An eerie full Wolf Moon will be lighting up the sky on January 28 and it will last for two or three nights.
Astronomers are getting ready to witness the phenomena’s impending arrival and Europe will have front row seats for the Wolf Moon Eclipse, and it can also be seen from Africa, Asia and Australia.
The Moon will hit full illumination at 7.21pm GMT (2.21pm EST) tonight and it's the first one of 2021.
Full moons happen when the Moon is situated on the opposite side of Earth to the Sun, which means its face can be fully illuminated.
The name Full Wolf Moon has a spiritual meaning, and is associated with early Native American tribes who observed hungry wolves howling outside their camps around the same time of year.
The lunar event is also referred to as the Moon After Yule and the Old Moon.
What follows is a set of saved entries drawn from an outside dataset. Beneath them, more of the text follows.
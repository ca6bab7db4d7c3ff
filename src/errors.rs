// Copyright 2025 Felipe Torres González
//
//    Licensed under the Apache License, Version 2.0 (the "License");
//    you may not use this file except in compliance with the License.
//    You may obtain a copy of the License at
//
//        http://www.apache.org/licenses/LICENSE-2.0
//
//    Unless required by applicable law or agreed to in writing, software
//    distributed under the License is distributed on an "AS IS" BASIS,
//    WITHOUT WARRANTIES OR CONDITIONS OF ANY KIND, either express or implied.
//    See the License for the specific language governing permissions and
//    limitations under the License.

//! Custom error types.

use thiserror::Error;

#[derive(Error, Debug)]
pub enum DbError {
    #[error("unable to connect to the DB server: {0}")]
    Connection(String),
    #[error("failed to migrate the DB schema: {0}")]
    Migration(String),
    #[error("malformed record in the DB: {0}")]
    MalformedRecord(String),
    #[error("unknown db error: {0}")]
    Unknown(String),
}

impl From<sqlx::Error> for DbError {
    fn from(value: sqlx::Error) -> Self {
        match value {
            sqlx::Error::PoolTimedOut | sqlx::Error::PoolClosed | sqlx::Error::Io(_) => {
                DbError::Connection(value.to_string())
            }
            _ => DbError::Unknown(value.to_string()),
        }
    }
}

#[derive(Error, Debug)]
pub enum GatewayError {
    #[error("failed to deliver the message: {0}")]
    Delivery(String),
    #[error("invalid media URL: {0}")]
    InvalidMediaUrl(String),
}

#[derive(Error, Debug, PartialEq, Eq)]
pub enum PayloadError {
    #[error("unrecognised callback payload: {0}")]
    Unrecognised(String),
    #[error("invalid entity id in callback payload: {0}")]
    InvalidId(String),
}

/// Text sent to the user when a request could not be served.
pub fn error_message() -> &'static str {
    "🚒 Произошла ошибка, попробуйте позже."
}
How to spot the Full Wolf Moon
To spot the Wolf Moon at its fullest, those interested should look for it on January 28.
If there's no clouds, it should be visible in an easterly direction from the afternoon but will be more visible after sunset when it gets dark.
In the UK, viewers should look around 7pm but in the US people should look earlier in the afternoon around 3pm ET.
As it gets higher the moon will appear smaller.
Earlier risers can look for the Wolf Moon on the morning of January 29, and just before sunrise it will be low on the western horizon.
Why do Full Moons happen?
Full Moons take place when the Earth’s natural satellite is positioned on the opposite side of the planet and directly across from the Sun.
The face of the celestial orb is as a result fully illuminated.
This Full Moon will be all the more special because it coincides with a penumbral lunar eclipse.
A penumbral eclipse occurs when the Moon passes through the partial shadow of planet earth.